A relation is in Boyce-Codd Normal Form (BCNF) if every determinant is a candidate key. BCNF is very similar to 3NF but deals with dependencies within the primary keys. BCNF in it's simplist terms just says don't have a primary key made up of more than one field unless it is a join table to disperse a many to many relationship and only contains the two primary keys of the tables it is joining. 

Most relations that are in 3NF are also in BCNF. It only happens that a relation which is in 3NF is not in BCNF when the primary key in a table is made up of more than one field and the other columns are not dependent on both fields but only on one or the other.

A database is said to be normalised if it is in 3NF and/or BCNF

Notes: 
Someone asked why normalisation is important

"Database normalization is a rather arcane topic that you will not be able to really understand until you work your way a little further into the database design process.

Simply put the rules of db design were developed years ago by some mathematicians working in things like 3rd order predicate logic, etc. Access and other db programs are built with these rules in mind. Yes, you can fudge your way around the way these rules/programs are built, but you do so at considerable cost to your brainpower, frustration levels, etc... Some things also not only become much more difficult to do, they can become downright impossible! A much simpler (and far more productive and safe) method is to simply accept that the rules are there for a reason.
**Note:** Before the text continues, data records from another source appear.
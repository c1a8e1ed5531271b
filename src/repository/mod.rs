//! Data-source access for the campaign tables.
//!
//! Traits are split into readers and writers so services can ask for the
//! narrowest capability they need. [`DieselRepository`] implements all of
//! them over the SQLite pool.

use crate::{
    aggregation::Period,
    db::{DbConnection, DbPool, get_connection},
    domain::{
        category::{Category, NewCategory},
        organization::{NewOrganization, Organization, UpdateOrganization},
        signup::{NewSignup, Signup, UpdateSignup},
        types::{CategoryId, OrganizationId, SignupId},
    },
    query::{DateRange, OrganizationListQuery, Predicate, SignupListQuery},
    repository::errors::RepositoryResult,
};

/// Orders a boxed query by `$column`, breaking ties by `$id` in the same
/// direction so repeated reads return identical pages.
macro_rules! sort_boxed {
    ($query:expr, $column:expr, $id:expr, $direction:expr) => {
        match $direction {
            $crate::query::SortDirection::Asc => {
                $query.order($column.asc()).then_order_by($id.asc())
            }
            $crate::query::SortDirection::Desc => {
                $query.order($column.desc()).then_order_by($id.desc())
            }
        }
    };
}

pub mod category;
pub mod errors;
#[cfg(feature = "test-mocks")]
pub mod mock;
pub mod organization;
pub mod signup;

/// Diesel-backed implementation of every repository trait.
#[derive(Clone)]
pub struct DieselRepository {
    pool: DbPool,
}

impl DieselRepository {
    pub fn new(pool: DbPool) -> Self {
        Self { pool }
    }

    fn conn(&self) -> RepositoryResult<DbConnection> {
        Ok(get_connection(&self.pool)?)
    }
}

/// Categorical fields signups can be grouped on.
#[derive(Debug, Clone, Copy, PartialEq, Eq)]
pub enum SignupGroup {
    Province,
    Category,
    PledgeType,
}

/// Categorical fields organizations can be grouped on.
#[derive(Debug, Clone, Copy, PartialEq, Eq)]
pub enum OrganizationGroup {
    Province,
    Category,
    OrganizationType,
}

/// Raw `GROUP BY` output: the grouped value (NULL as `None`) and its row count.
pub type GroupCounts = Vec<(Option<String>, u64)>;

/// Row counts keyed by [`Period::pattern`] label, e.g. `2025-07`.
pub type PeriodCounts = Vec<(String, u64)>;

/// Orders `(key, value, MIN(id))` group rows by the first row of each group
/// and drops the id, so merged buckets keep first-seen order among ties.
fn first_seen<K, V>(mut rows: Vec<(K, V, Option<i32>)>) -> Vec<(K, V)> {
    rows.sort_by_key(|(_, _, first_id)| *first_id);
    rows.into_iter().map(|(key, value, _)| (key, value)).collect()
}

pub trait CategoryReader {
    fn get_category_by_id(&self, id: CategoryId) -> RepositoryResult<Option<Category>>;
    fn list_categories(&self) -> RepositoryResult<Vec<Category>>;
}

pub trait CategoryWriter {
    fn create_category(&self, new_category: &NewCategory) -> RepositoryResult<Category>;
    fn update_category(
        &self,
        id: CategoryId,
        updates: &NewCategory,
    ) -> RepositoryResult<Category>;
    fn delete_category(&self, id: CategoryId) -> RepositoryResult<()>;
}

pub trait SignupReader {
    fn get_signup_by_id(&self, id: SignupId) -> RepositoryResult<Option<Signup>>;
    /// Total matching rows and the requested page, read in one transaction.
    /// The page is clamped to the last existing page.
    fn list_signups(&self, query: &SignupListQuery) -> RepositoryResult<(usize, Vec<Signup>)>;
    /// Number of matching rows without loading any of them.
    fn count_signups(&self, predicate: &Predicate) -> RepositoryResult<usize>;
    /// Row counts per value of `group` over the whole table, in the order
    /// each value first appears. Category groups are keyed by category name.
    fn count_signups_by(&self, group: SignupGroup) -> RepositoryResult<GroupCounts>;
    /// Signups created within `created`, counted per calendar `period`.
    /// Periods without rows are absent.
    fn count_signups_per_period(
        &self,
        period: Period,
        created: DateRange,
    ) -> RepositoryResult<PeriodCounts>;
    /// Number of signups and the sum of their ages.
    fn signup_age_totals(&self) -> RepositoryResult<(u64, i64)>;
}

pub trait SignupWriter {
    fn create_signup(&self, new_signup: &NewSignup) -> RepositoryResult<Signup>;
    fn update_signup(&self, id: SignupId, updates: &UpdateSignup) -> RepositoryResult<Signup>;
    fn delete_signup(&self, id: SignupId) -> RepositoryResult<()>;
}

pub trait OrganizationReader {
    fn get_organization_by_id(&self, id: OrganizationId)
    -> RepositoryResult<Option<Organization>>;
    /// Total matching rows and the requested page, read in one transaction.
    fn list_organizations(
        &self,
        query: &OrganizationListQuery,
    ) -> RepositoryResult<(usize, Vec<Organization>)>;
    fn count_organizations_by(&self, group: OrganizationGroup) -> RepositoryResult<GroupCounts>;
    /// Sum of reported participants per province, in first-seen order.
    fn sum_participants_by_province(&self) -> RepositoryResult<Vec<(Option<String>, i64)>>;
    /// `(attached images, organizations)` pairs.
    fn count_organizations_by_images(&self) -> RepositoryResult<Vec<(usize, u64)>>;
}

pub trait OrganizationWriter {
    fn create_organization(
        &self,
        new_organization: &NewOrganization,
    ) -> RepositoryResult<Organization>;
    fn update_organization(
        &self,
        id: OrganizationId,
        updates: &UpdateOrganization,
    ) -> RepositoryResult<Organization>;
    fn delete_organization(&self, id: OrganizationId) -> RepositoryResult<()>;
}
As you work on db's more, you will begin to learn WHY the rules are there.

One simple example using your scenario: Suppose you store everything in one big table. Then next year, Quebec decides it doesn't want to be part of Canada anymore (yeah, sure... never happen...). How are you going to change the values in your 'one big table' that refer to Quebec? You will have to write code to search the fields to find each instance of the word Quebec and change it to whatever it gets changed to. 

If, instead, you have a normalized db, the change is quite simple: you go to the table named something like tblProvinces, and make one change to the entry Quebec which then affects every entry that it is related to through table relationships. This concept is called data integrity, and is far more important than this simple example illustrates... 

Change the example to involve accounting systems and $'s and you will understand perhaps more of the potential errors involved. 

For example if you are storing employee salaries in one big table that has all information in it. How are you going to find salaried employees of a certain level of salary? Write code to search the fields to find the instances between a certain $ figure... How are you then going to change each employees salary when they get a raise? How are you going to generate a report to make sure that someone isn't (horrors) making more money than their experience/skill level?

It's only possible to dumb this subject down to a certain point! If you weren't willing to learn how to do it right, you wouldn't be here at this site asking for pointers, so I hope the above information is some help!"